Fisker Automotive may be going the way of Solyndra

Posted by PITHOCRATES - April 28th, 2013

Week in Review

The Obama administration bet big on Fisker.  Sure that they could make the green car the Obama administration envisioned.  An upscale sportier version of Government Motors’ (GM) Chevrolet Volt.  Which isn’t selling well.  But it is selling better than the Fisker Karma.  But that isn’t saying much (see Floundering Fisker faces grilling over U.S. government loan by Deepa Seetharaman and Ayesha Rascoe posted 4/24/2013 on Reuters).

Fisker Automotive Inc, which has not built a vehicle since July, has the potential to succeed and repay nearly $200 million in government loans if the “green” car maker is able to find the right “financial and strategic resources,” according to former CEO Henrik Fisker.

Problems with the parts suppliers, delays in regulatory approval and recalls of its flagship Karma plug-in hybrid sports car were among the issues that dogged the automaker over the last few years, Fisker plans to tell lawmakers during a congressional committee hearing later on Wednesday…

The hearing comes as the automaker verges on collapse. Among the key questions is whether Fisker’s prospects were strong enough at the start to warrant the DOE’s backing, which helped trigger a flood of private financing for Fisker.

Fisker’s failure to make a payment on the DOE loan on Monday is the latest of its troubles. In recent weeks, Fisker has fired 75 percent of its workforce and hired bankruptcy advisers…

The DOE’s early public support helped open doors for Fisker, which sells the $100,000-plus Karma plug-in hybrid sports car. Fisker has raised $1.2 billion in private funds to date, according to SEC filings…

Fisker never received the full $529 million loan.
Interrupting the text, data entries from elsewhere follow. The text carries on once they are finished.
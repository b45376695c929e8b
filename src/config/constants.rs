//! Application-wide constants
//!
//! Centralized location for magic values to improve maintainability.

// =============================================================================
// User Roles
// =============================================================================

/// Role tag for end users browsing businesses
pub const ROLE_EXPLORER: &str = "Explorador";

/// Role tag for business owners
pub const ROLE_ENTREPRENEUR: &str = "Emprendedor";

/// Role tag for moderators
pub const ROLE_ADMIN: &str = "Administrador";

/// Role assigned when the registration form omits one
pub const DEFAULT_ROLE: &str = ROLE_EXPLORER;

// =============================================================================
// Routes
// =============================================================================

pub const LOGIN_PATH: &str = "/login";
pub const REGISTER_PATH: &str = "/register";
pub const ADMIN_DASHBOARD_PATH: &str = "/admin_dashboard";
pub const ENTREPRENEUR_DASHBOARD_PATH: &str = "/emprendedor_dashboard";
pub const EXPLORER_DASHBOARD_PATH: &str = "/explorador_dashboard";

// =============================================================================
// Sessions
// =============================================================================

/// Cookie carrying the opaque session token
pub const SESSION_COOKIE_NAME: &str = "chia_session";

/// Default session lifetime in seconds (24 hours)
pub const DEFAULT_SESSION_TTL_SECONDS: u64 = 24 * 60 * 60;

/// Longest accepted session lifetime (one year)
pub const MAX_SESSION_TTL_SECONDS: u64 = 365 * 24 * 60 * 60;

/// Session keys
pub mod session_keys {
    /// Signed-in identity
    pub const USER: &str = "user";

    /// Pending flash messages
    pub const FLASHES: &str = "flashes";
}

/// Default directory for the file-backed session store
pub const DEFAULT_SESSION_DIR: &str = ".sessions";

/// Cache key prefix for session data
pub const CACHE_PREFIX_SESSION: &str = "session:";

// =============================================================================
// Profiles
// =============================================================================

/// Birth dates are accepted only in this layout
pub const BIRTH_DATE_FORMAT: &str = "%Y-%m-%d";

/// Plan assigned to new entrepreneurs
pub const DEFAULT_PLAN: &str = "Sin Plan";

/// Plans offered to entrepreneurs, in dashboard order
pub const PLAN_LABELS: [&str; 4] = [DEFAULT_PLAN, "Valvanera", "Castillo Marroquin", "Diosa chia"];

/// Explorer preference categories, in dashboard order
pub const PREFERENCE_LABELS: [&str; 6] = [
    "Comida",
    "Hospedaje",
    "Ocio",
    "Arte y Cultura",
    "Naturaleza",
    "Compras",
];

// =============================================================================
// Audit Log
// =============================================================================

pub const ACTION_CREATION: &str = "Creación";
pub const ACTION_EDIT: &str = "Edición";
pub const ACTION_DELETION: &str = "Eliminación";

/// Action fragments counted on the admin dashboard (substring match)
pub const ACTION_LABELS: [&str; 3] = [ACTION_CREATION, ACTION_EDIT, ACTION_DELETION];

pub const ENTITY_USER: &str = "Usuario";
pub const ENTITY_EXPLORER: &str = "Explorador";
pub const ENTITY_ENTREPRENEUR: &str = "Emprendedor";

/// Audit detail used when an edit leaves every field untouched
pub const NO_CHANGES_DETECTED: &str = "Sin cambios detectados";

// =============================================================================
// User-facing messages
// =============================================================================

pub const MSG_DUPLICATE_ACCOUNT: &str = "Usuario o correo ya registrado";
pub const MSG_DUPLICATE_TAX_ID: &str = "El NIT ya está registrado";
pub const MSG_BUSINESS_REQUIRED: &str = "El nombre del emprendimiento y el NIT son obligatorios";
pub const MSG_INVALID_DATE: &str = "Formato de fecha inválido. Usa AAAA-MM-DD.";
pub const MSG_REGISTERED: &str = "Registro exitoso. Ya puedes iniciar sesión.";
pub const MSG_LOGGED_OUT: &str = "Has cerrado sesión";
pub const MSG_ENTREPRENEUR_DELETED: &str = "Emprendimiento eliminado completamente.";
pub const MSG_EXPLORER_DELETED: &str = "Explorador eliminado completamente.";
pub const MSG_ENTREPRENEUR_UPDATED: &str = "Información actualizada correctamente.";
pub const MSG_EXPLORER_UPDATED: &str = "Explorador actualizado correctamente.";
pub const MSG_UPDATE_FAILED: &str = "Error al actualizar la información.";
pub const MSG_REGISTRATION_FAILED: &str = "No fue posible completar el registro.";
pub const MSG_ADMIN_EXISTS: &str = "El administrador ya existe";
pub const MSG_ADMIN_CREATED: &str = "Usuario administrador creado correctamente";
pub const MSG_NOT_AUTHORIZED: &str = "Acceso no autorizado";

// =============================================================================
// Administrator bootstrap
// =============================================================================

pub const DEFAULT_ADMIN_USERNAME: &str = "admin";
pub const DEFAULT_ADMIN_EMAIL: &str = "admin@myiana.com";
pub const DEFAULT_ADMIN_PASSWORD: &str = "admin";

// =============================================================================
// Server Configuration
// =============================================================================

/// Default server host address
pub const DEFAULT_SERVER_HOST: &str = "0.0.0.0";

/// Default server port
pub const DEFAULT_SERVER_PORT: u16 = 3000;

// =============================================================================
// Database
// =============================================================================

/// Default database connection URL (for development)
pub const DEFAULT_DATABASE_URL: &str = "sqlite://chia.db?mode=rwc";

/// Upper bound on pooled database connections
pub const DEFAULT_DB_MAX_CONNECTIONS: u32 = 10;

// =============================================================================
// Cache (Redis)
// =============================================================================

/// Default Redis URL (for development)
pub const DEFAULT_REDIS_URL: &str = "redis://127.0.0.1:6379";

// =============================================================================
// Validation
// =============================================================================

/// Minimum password length requirement
pub const MIN_PASSWORD_LENGTH: usize = 1;
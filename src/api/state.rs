//! Application state - Dependency injection container.

use std::sync::Arc;

use tower_sessions::SessionManagerLayer;

use crate::api::middleware::session_layer;
use crate::config::Config;
use crate::errors::AppResult;
use crate::infra::session::build_store;
use crate::infra::{Cache, Database, DirectoryStore};
use crate::services::{AuthService, ModerationService, ReportService, ServiceContainer, Services};

/// Application state shared by every handler.
#[derive(Clone)]
pub struct AppState {
    pub services: Arc<dyn ServiceContainer>,
    /// Cookie session layer over the configured store
    pub sessions: SessionManagerLayer<DirectoryStore>,
    /// Database connection
    pub database: Arc<Database>,
    /// Redis, when configured
    pub cache: Option<Arc<Cache>>,
}

impl AppState {
    /// Wire services and the configured session backend.
    pub async fn from_config(
        database: Arc<Database>,
        cache: Option<Arc<Cache>>,
        config: &Config,
    ) -> AppResult<Self> {
        let services = Arc::new(Services::from_connection(database.get_connection(), config));
        let sessions = session_layer(build_store(config, cache.clone()).await?, config);

        Ok(Self {
            services,
            sessions,
            database,
            cache,
        })
    }

    pub fn auth(&self) -> Arc<dyn AuthService> {
        self.services.auth()
    }

    pub fn moderation(&self) -> Arc<dyn ModerationService> {
        self.services.moderation()
    }

    pub fn reports(&self) -> Arc<dyn ReportService> {
        self.services.reports()
    }
}
//! Service Container - Centralized service access.
//!
//! Handlers depend on the service traits only; `Services` wires the
//! concrete implementations over one shared unit of work.

use std::sync::Arc;

use super::{AuthService, ModerationService, ReportService};
use crate::config::Config;
use crate::infra::Persistence;

#[cfg(any(test, feature = "test-utils"))]
use mockall::automock;

/// Service container trait for dependency injection.
#[cfg_attr(any(test, feature = "test-utils"), automock)]
pub trait ServiceContainer: Send + Sync {
    /// Registration, login and admin bootstrap
    fn auth(&self) -> Arc<dyn AuthService>;

    /// Profile reads, edits and deletions
    fn moderation(&self) -> Arc<dyn ModerationService>;

    fn reports(&self) -> Arc<dyn ReportService>;
}

/// Concrete implementation of ServiceContainer
pub struct Services {
    auth_service: Arc<dyn AuthService>,
    moderation_service: Arc<dyn ModerationService>,
    report_service: Arc<dyn ReportService>,
}

impl Services {
    pub fn new(
        auth_service: Arc<dyn AuthService>,
        moderation_service: Arc<dyn ModerationService>,
        report_service: Arc<dyn ReportService>,
    ) -> Self {
        Self {
            auth_service,
            moderation_service,
            report_service,
        }
    }

    /// Create service container from database connection and config
    pub fn from_connection(db: sea_orm::DatabaseConnection, config: &Config) -> Self {
        use super::{Authenticator, Moderator, Reporter};

        let uow = Arc::new(Persistence::new(db));

        Self {
            auth_service: Arc::new(Authenticator::new(uow.clone(), config.admin.clone())),
            moderation_service: Arc::new(Moderator::new(uow.clone())),
            report_service: Arc::new(Reporter::new(uow)),
        }
    }
}

impl ServiceContainer for Services {
    fn auth(&self) -> Arc<dyn AuthService> {
        self.auth_service.clone()
    }

    fn moderation(&self) -> Arc<dyn ModerationService> {
        self.moderation_service.clone()
    }

    fn reports(&self) -> Arc<dyn ReportService> {
        self.report_service.clone()
    }
}

#[cfg(test)]
mod tests {
    use super::*;
    use crate::services::{MockAuthService, MockModerationService, MockReportService};

    #[test]
    fn test_container_hands_out_shared_services() {
        let services = Services::new(
            Arc::new(MockAuthService::new()),
            Arc::new(MockModerationService::new()),
            Arc::new(MockReportService::new()),
        );

        assert!(Arc::ptr_eq(&services.auth(), &services.auth()));
        assert!(Arc::ptr_eq(&services.reports(), &services.reports()));
    }
}
//! Application settings loaded from environment variables.

use std::env;
use std::path::PathBuf;
use std::str::FromStr;

use super::constants::{
    DEFAULT_ADMIN_EMAIL, DEFAULT_ADMIN_PASSWORD, DEFAULT_ADMIN_USERNAME, DEFAULT_DATABASE_URL,
    DEFAULT_DB_MAX_CONNECTIONS, DEFAULT_REDIS_URL, DEFAULT_SERVER_HOST, DEFAULT_SERVER_PORT,
    DEFAULT_SESSION_DIR, DEFAULT_SESSION_TTL_SECONDS,
};

/// Where session state lives between requests.
#[derive(Debug, Clone, Copy, PartialEq, Eq)]
pub enum SessionBackend {
    /// Process-local map; sessions vanish on restart
    Memory,
    /// One JSON document per session under `session_dir`
    File,
    /// Shared Redis instance at `redis_url`
    Redis,
}

impl FromStr for SessionBackend {
    type Err = String;

    fn from_str(s: &str) -> Result<Self, Self::Err> {
        match s.trim().to_ascii_lowercase().as_str() {
            "memory" => Ok(Self::Memory),
            "file" | "filesystem" => Ok(Self::File),
            "redis" => Ok(Self::Redis),
            other => Err(format!("unknown session backend '{}'", other)),
        }
    }
}

/// Credentials for the account created by `/crear_admin`.
#[derive(Clone)]
pub struct AdminSeed {
    pub username: String,
    pub email: String,
    password: String,
}

impl AdminSeed {
    pub fn new(
        username: impl Into<String>,
        email: impl Into<String>,
        password: impl Into<String>,
    ) -> Self {
        Self {
            username: username.into(),
            email: email.into(),
            password: password.into(),
        }
    }

    pub fn password(&self) -> &str {
        &self.password
    }
}

impl std::fmt::Debug for AdminSeed {
    fn fmt(&self, f: &mut std::fmt::Formatter<'_>) -> std::fmt::Result {
        f.debug_struct("AdminSeed")
            .field("username", &self.username)
            .field("email", &self.email)
            .field("password", &"[REDACTED]")
            .finish()
    }
}

impl Default for AdminSeed {
    fn default() -> Self {
        Self::new(
            DEFAULT_ADMIN_USERNAME,
            DEFAULT_ADMIN_EMAIL,
            DEFAULT_ADMIN_PASSWORD,
        )
    }
}

/// Application configuration
#[derive(Clone)]
pub struct Config {
    pub database_url: String,
    pub db_max_connections: u32,
    pub redis_url: String,
    pub server_host: String,
    pub server_port: u16,
    pub session_backend: SessionBackend,
    pub session_dir: PathBuf,
    pub session_ttl_seconds: u64,
    /// Mark the session cookie `Secure` (HTTPS deployments)
    pub session_cookie_secure: bool,
    pub admin: AdminSeed,
}

impl std::fmt::Debug for Config {
    fn fmt(&self, f: &mut std::fmt::Formatter<'_>) -> std::fmt::Result {
        f.debug_struct("Config")
            .field("database_url", &"[REDACTED]")
            .field("db_max_connections", &self.db_max_connections)
            .field("redis_url", &"[REDACTED]")
            .field("server_host", &self.server_host)
            .field("server_port", &self.server_port)
            .field("session_backend", &self.session_backend)
            .field("session_dir", &self.session_dir)
            .field("session_ttl_seconds", &self.session_ttl_seconds)
            .field("session_cookie_secure", &self.session_cookie_secure)
            .field("admin", &self.admin)
            .finish()
    }
}

impl Default for Config {
    fn default() -> Self {
        Self {
            database_url: DEFAULT_DATABASE_URL.to_string(),
            db_max_connections: DEFAULT_DB_MAX_CONNECTIONS,
            redis_url: DEFAULT_REDIS_URL.to_string(),
            server_host: DEFAULT_SERVER_HOST.to_string(),
            server_port: DEFAULT_SERVER_PORT,
            session_backend: SessionBackend::Memory,
            session_dir: PathBuf::from(DEFAULT_SESSION_DIR),
            session_ttl_seconds: DEFAULT_SESSION_TTL_SECONDS,
            session_cookie_secure: false,
            admin: AdminSeed::default(),
        }
    }
}

impl Config {
    /// Load configuration from environment variables (and `.env`).
    ///
    /// Unset or unparsable values fall back to the defaults in
    /// [`crate::config::constants`].
    pub fn from_env() -> Self {
        dotenvy::dotenv().ok();
        let defaults = Self::default();

        let session_backend = match env::var("SESSION_BACKEND") {
            Ok(raw) => raw.parse().unwrap_or_else(|e: String| {
                tracing::warn!("{}, falling back to in-memory sessions", e);
                SessionBackend::Memory
            }),
            Err(_) => defaults.session_backend,
        };

        let admin = AdminSeed::new(
            env::var("ADMIN_USERNAME").unwrap_or(defaults.admin.username),
            env::var("ADMIN_EMAIL").unwrap_or(defaults.admin.email),
            env::var("ADMIN_PASSWORD").unwrap_or(defaults.admin.password),
        );

        Self {
            database_url: env::var("DATABASE_URL").unwrap_or(defaults.database_url),
            db_max_connections: parsed_var("DB_MAX_CONNECTIONS")
                .unwrap_or(defaults.db_max_connections),
            redis_url: env::var("REDIS_URL").unwrap_or(defaults.redis_url),
            server_host: env::var("SERVER_HOST").unwrap_or(defaults.server_host),
            server_port: parsed_var("SERVER_PORT").unwrap_or(defaults.server_port),
            session_backend,
            session_dir: env::var("SESSION_DIR")
                .map(PathBuf::from)
                .unwrap_or(defaults.session_dir),
            session_ttl_seconds: parsed_var("SESSION_TTL_SECONDS")
                .unwrap_or(defaults.session_ttl_seconds),
            session_cookie_secure: parsed_var("SESSION_COOKIE_SECURE")
                .unwrap_or(defaults.session_cookie_secure),
            admin,
        }
    }

    /// Get the full server address.
    pub fn server_addr(&self) -> String {
        format!("{}:{}", self.server_host, self.server_port)
    }
}

fn parsed_var<T: FromStr>(key: &str) -> Option<T> {
    env::var(key).ok().and_then(|v| v.parse().ok())
}
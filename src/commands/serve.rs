//! Serve command - Starts the HTTP server.

use std::sync::Arc;

use crate::api::{create_router, AppState};
use crate::cli::args::ServeArgs;
use crate::config::{Config, SessionBackend};
use crate::errors::{AppError, AppResult};
use crate::infra::{Cache, Database};

/// Execute the serve command
pub async fn execute(args: ServeArgs, mut config: Config) -> AppResult<()> {
    tracing::info!("Starting server...");

    if let Some(host) = args.host {
        config.server_host = host;
    }
    if let Some(port) = args.port {
        config.server_port = port;
    }

    // Connects and applies pending migrations
    let db = Arc::new(Database::connect(&config).await?);
    tracing::info!("Database connected");

    // Redis is only needed for Redis-backed sessions
    let cache = match config.session_backend {
        SessionBackend::Redis => {
            let cache = Cache::connect(&config)
                .await
                .map_err(|e| AppError::internal(format!("Redis connection failed: {}", e)))?;
            tracing::info!("Redis cache connected");
            Some(Arc::new(cache))
        }
        _ => None,
    };

    let app_state = AppState::from_config(db, cache, &config).await?;
    let app = create_router(app_state);

    let addr = config.server_addr();
    let listener = tokio::net::TcpListener::bind(&addr)
        .await
        .map_err(|e| AppError::internal(format!("Failed to bind to {}: {}", addr, e)))?;

    tracing::info!("Server running on http://{}", addr);

    axum::serve(listener, app)
        .await
        .map_err(|e| AppError::internal(format!("Server error: {}", e)))?;

    Ok(())
}
//! Migration: Create explorer and entrepreneur profile tables.

use sea_orm_migration::prelude::*;

use super::m20240101_000001_create_users_table::Users;

#[derive(DeriveMigrationName)]
pub struct Migration;

#[async_trait::async_trait]
impl MigrationTrait for Migration {
    async fn up(&self, manager: &SchemaManager) -> Result<(), DbErr> {
        let mut explorers = Table::create();
        explorers
            .table(Explorers::Table)
            .if_not_exists()
            .col(
                ColumnDef::new(Explorers::Id)
                    .integer()
                    .not_null()
                    .auto_increment()
                    .primary_key(),
            )
            .col(ColumnDef::new(Explorers::UserId).integer().not_null())
            .col(ColumnDef::new(Explorers::Preference).string_len(200).null())
            .foreign_key(
                ForeignKey::create()
                    .name("fk_explorers_user")
                    .from(Explorers::Table, Explorers::UserId)
                    .to(Users::Table, Users::Id)
                    .on_delete(ForeignKeyAction::Cascade),
            );
        add_personal_columns(&mut explorers);
        manager.create_table(explorers.to_owned()).await?;

        let mut entrepreneurs = Table::create();
        entrepreneurs
            .table(Entrepreneurs::Table)
            .if_not_exists()
            .col(
                ColumnDef::new(Entrepreneurs::Id)
                    .integer()
                    .not_null()
                    .auto_increment()
                    .primary_key(),
            )
            .col(ColumnDef::new(Entrepreneurs::UserId).integer().not_null())
            .col(
                ColumnDef::new(Entrepreneurs::BusinessName)
                    .string_len(100)
                    .not_null(),
            )
            .col(
                ColumnDef::new(Entrepreneurs::TaxId)
                    .string_len(30)
                    .not_null()
                    .unique_key(),
            )
            .col(ColumnDef::new(Entrepreneurs::Category).string_len(50).null())
            .col(ColumnDef::new(Entrepreneurs::Zone).string_len(100).null())
            .col(ColumnDef::new(Entrepreneurs::Location).string_len(100).null())
            .col(
                ColumnDef::new(Entrepreneurs::Plan)
                    .string_len(50)
                    .null()
                    .default("Sin Plan"),
            )
            .foreign_key(
                ForeignKey::create()
                    .name("fk_entrepreneurs_user")
                    .from(Entrepreneurs::Table, Entrepreneurs::UserId)
                    .to(Users::Table, Users::Id)
                    .on_delete(ForeignKeyAction::Cascade),
            );
        add_personal_columns(&mut entrepreneurs);
        manager.create_table(entrepreneurs.to_owned()).await?;

        manager
            .create_index(
                Index::create()
                    .name("idx_explorers_user_id")
                    .table(Explorers::Table)
                    .col(Explorers::UserId)
                    .to_owned(),
            )
            .await?;

        manager
            .create_index(
                Index::create()
                    .name("idx_entrepreneurs_user_id")
                    .table(Entrepreneurs::Table)
                    .col(Entrepreneurs::UserId)
                    .to_owned(),
            )
            .await
    }

    async fn down(&self, manager: &SchemaManager) -> Result<(), DbErr> {
        manager
            .drop_table(Table::drop().table(Entrepreneurs::Table).to_owned())
            .await?;
        manager
            .drop_table(Table::drop().table(Explorers::Table).to_owned())
            .await
    }
}

/// Name, birth date and phone columns shared by both profile tables.
fn add_personal_columns(table: &mut TableCreateStatement) {
    table
        .col(ColumnDef::new(Personal::FirstName).string_len(50).null())
        .col(ColumnDef::new(Personal::SecondName).string_len(50).null())
        .col(ColumnDef::new(Personal::FirstSurname).string_len(50).null())
        .col(ColumnDef::new(Personal::SecondSurname).string_len(50).null())
        .col(ColumnDef::new(Personal::BirthDate).date().null())
        .col(ColumnDef::new(Personal::Phone).string_len(20).null());
}

#[derive(Iden)]
enum Personal {
    FirstName,
    SecondName,
    FirstSurname,
    SecondSurname,
    BirthDate,
    Phone,
}

#[derive(Iden)]
pub enum Explorers {
    Table,
    Id,
    UserId,
    Preference,
}

#[derive(Iden)]
pub enum Entrepreneurs {
    Table,
    Id,
    UserId,
    BusinessName,
    TaxId,
    Category,
    Zone,
    Location,
    Plan,
}
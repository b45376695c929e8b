//! API middleware.

mod session;

pub use session::{session_layer, Session};
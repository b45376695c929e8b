//! Migrate command - Database migration management.

use crate::cli::args::{MigrateAction, MigrateArgs};
use crate::config::Config;
use crate::errors::{AppError, AppResult};
use crate::infra::Database;

/// Execute the migrate command
pub async fn execute(args: MigrateArgs, config: Config) -> AppResult<()> {
    tracing::info!(action = ?args.action, "Running migration command...");

    // Connect without auto-running migrations for manual control
    let db = Database::connect_without_migrations(&config)
        .await
        .map_err(|e| AppError::internal(format!("Database connection failed: {}", e)))?;

    match args.action {
        MigrateAction::Up => {
            tracing::info!("Running pending migrations...");
            db.run_migrations()
                .await
                .map_err(|e| AppError::internal(e.to_string()))?;
            tracing::info!("Migrations completed successfully");
        }
        MigrateAction::Down => {
            tracing::info!("Rolling back last migration...");
            db.rollback_migration()
                .await
                .map_err(|e| AppError::internal(e.to_string()))?;
            tracing::info!("Rollback completed successfully");
        }
        MigrateAction::Status => {
            tracing::info!("Checking migration status...");
            let status = db
                .migration_status()
                .await
                .map_err(|e| AppError::internal(e.to_string()))?;
            for (name, applied) in status {
                println!("{}: {}", name, if applied { "applied" } else { "pending" });
            }
        }
        MigrateAction::Fresh => {
            tracing::warn!("Dropping every table and re-running all migrations...");
            db.fresh_migrations()
                .await
                .map_err(|e| AppError::internal(e.to_string()))?;
            tracing::info!("Fresh migrations completed successfully");
        }
    }

    Ok(())
}
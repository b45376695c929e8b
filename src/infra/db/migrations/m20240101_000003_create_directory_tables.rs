//! Migration: Create business listing, favorite and visit tables.

use sea_orm_migration::prelude::*;

use super::m20240101_000002_create_profile_tables::{Entrepreneurs, Explorers};

#[derive(DeriveMigrationName)]
pub struct Migration;

#[async_trait::async_trait]
impl MigrationTrait for Migration {
    async fn up(&self, manager: &SchemaManager) -> Result<(), DbErr> {
        manager
            .create_table(
                Table::create()
                    .table(Businesses::Table)
                    .if_not_exists()
                    .col(
                        ColumnDef::new(Businesses::Id)
                            .integer()
                            .not_null()
                            .auto_increment()
                            .primary_key(),
                    )
                    .col(ColumnDef::new(Businesses::Name).string_len(100).not_null())
                    .col(ColumnDef::new(Businesses::Category).string_len(50).null())
                    .col(ColumnDef::new(Businesses::Zone).string_len(100).null())
                    .col(ColumnDef::new(Businesses::Location).string_len(100).null())
                    .col(ColumnDef::new(Businesses::Description).text().null())
                    .col(ColumnDef::new(Businesses::Url).string_len(200).null())
                    .col(ColumnDef::new(Businesses::EntrepreneurId).integer().null())
                    .foreign_key(
                        ForeignKey::create()
                            .name("fk_businesses_entrepreneur")
                            .from(Businesses::Table, Businesses::EntrepreneurId)
                            .to(Entrepreneurs::Table, Entrepreneurs::Id)
                            .on_delete(ForeignKeyAction::SetNull),
                    )
                    .to_owned(),
            )
            .await?;

        // (explorer, business) pairs are not unique
        manager
            .create_table(
                Table::create()
                    .table(Favorites::Table)
                    .if_not_exists()
                    .col(
                        ColumnDef::new(Favorites::Id)
                            .integer()
                            .not_null()
                            .auto_increment()
                            .primary_key(),
                    )
                    .col(ColumnDef::new(Favorites::ExplorerId).integer().not_null())
                    .col(ColumnDef::new(Favorites::BusinessId).integer().not_null())
                    .col(
                        ColumnDef::new(Favorites::SavedAt)
                            .timestamp_with_time_zone()
                            .not_null()
                            .default(Expr::current_timestamp()),
                    )
                    .foreign_key(
                        ForeignKey::create()
                            .name("fk_favorites_explorer")
                            .from(Favorites::Table, Favorites::ExplorerId)
                            .to(Explorers::Table, Explorers::Id)
                            .on_delete(ForeignKeyAction::Cascade),
                    )
                    .foreign_key(
                        ForeignKey::create()
                            .name("fk_favorites_business")
                            .from(Favorites::Table, Favorites::BusinessId)
                            .to(Businesses::Table, Businesses::Id)
                            .on_delete(ForeignKeyAction::Cascade),
                    )
                    .to_owned(),
            )
            .await?;

        manager
            .create_table(
                Table::create()
                    .table(Visits::Table)
                    .if_not_exists()
                    .col(
                        ColumnDef::new(Visits::Id)
                            .integer()
                            .not_null()
                            .auto_increment()
                            .primary_key(),
                    )
                    .col(ColumnDef::new(Visits::BusinessId).integer().null())
                    .col(ColumnDef::new(Visits::ExplorerId).integer().null())
                    .col(
                        ColumnDef::new(Visits::OccurredAt)
                            .timestamp_with_time_zone()
                            .not_null()
                            .default(Expr::current_timestamp()),
                    )
                    .col(
                        ColumnDef::new(Visits::Kind)
                            .string_len(50)
                            .not_null()
                            .default("clic"),
                    )
                    .foreign_key(
                        ForeignKey::create()
                            .name("fk_visits_business")
                            .from(Visits::Table, Visits::BusinessId)
                            .to(Businesses::Table, Businesses::Id)
                            .on_delete(ForeignKeyAction::Cascade),
                    )
                    .foreign_key(
                        ForeignKey::create()
                            .name("fk_visits_explorer")
                            .from(Visits::Table, Visits::ExplorerId)
                            .to(Explorers::Table, Explorers::Id)
                            .on_delete(ForeignKeyAction::SetNull),
                    )
                    .to_owned(),
            )
            .await
    }

    async fn down(&self, manager: &SchemaManager) -> Result<(), DbErr> {
        manager
            .drop_table(Table::drop().table(Visits::Table).to_owned())
            .await?;
        manager
            .drop_table(Table::drop().table(Favorites::Table).to_owned())
            .await?;
        manager
            .drop_table(Table::drop().table(Businesses::Table).to_owned())
            .await
    }
}

#[derive(Iden)]
enum Businesses {
    Table,
    Id,
    Name,
    Category,
    Zone,
    Location,
    Description,
    Url,
    EntrepreneurId,
}

#[derive(Iden)]
enum Favorites {
    Table,
    Id,
    ExplorerId,
    BusinessId,
    SavedAt,
}

#[derive(Iden)]
enum Visits {
    Table,
    Id,
    BusinessId,
    ExplorerId,
    OccurredAt,
    Kind,
}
It tapped $192 million before the DOE quietly decided to freeze Fisker’s credit line in June 2011 when it became clear that Fisker would not meet performance milestones as part of the loan agreement…

In the confidential “information statement” sent to shareholders in December 2011 and obtained by Reuters, Fisker said it “will not meet certain financial covenants and project milestones” required in the DOE agreement, including earnings, net worth and certain financial ratio targets.

Fisker’s troubles come after a string of green technology flops, including last year’s bankruptcy of Fisker’s lithium-ion battery supplier, A123 Systems.

Forecasts in 2009 for the sale of hybrid and electric vehicles far outstripped subsequent demand.

Forecasts outstripped subsequent demand?  Hmmm.  Let’s see if we can figure out why demand is weak for the Fisker Karma plug-in hybrid sports car.

The Fisker Karma is a luxury sports sedan.  A 4-door.  With room for 4.  Because of the large battery that runs down the middle of the car providing room only for 4 bucket seats.  Making this a subcompact.  And what range does that massive battery give you?  About 32 miles.  After that you’re running on gasoline.  Which can take you to a top speed of 125 mph.  And can go from 0 to 60 mph in 6.3 seconds.  This is what you get for $100,000-plus.

Now compare that with a Chevrolet Corvette.  A 2-door, 2-seat sports car.  With a top speed of 190 mph.  And can go from 0 to 60 mph in 4.2 seconds.  So if you’re going through a mid-life crisis and want something to impress the ladies with you can get all of this for about $50,000.  And they can’t understand why actual demand outstripped their forecasts.  Here’s a guess.  You can get a lot more car for less elsewhere.  If driving electric is more important you’ll probably buy one of the tinier hybrids and save yourself about $50,000.  If speed and power is more important to you you’ll probably buy something like a Chevrolet Corvette.  And save yourself about $50,000.

This is the problem with electric cars.  You get so little car for what you have to pay that only the most wealthy and diehard environmentalists are going to shell out that kind of money.  And there just aren’t a lot of those out there.  Which is why private investors didn’t invest.  Until, that, is, the federal government invested.

Once the government chose to subsidize Fisker then private investors found their courage to invest, too.  Figuring that with the government assuming some of the risk their investment was now less risky.  As they probably saw the future where a bunch of rich Hollywood types would have a Fisker in the garage.  To take out on special occasions.  To show that they cared.  But there were so many problems bringing this car to market that even the government bailed on it.  And for them to do that you know that there must be problems at Fisker.  Making these private investors rue the day they followed the government into this company.  Instead of staying out of it based on their original analysis.

Any company that has something to sell that the people want doesn’t need government money.  For if private investors see a good thing they will invest.  But when they don’t the government does.  Because no wise investor will.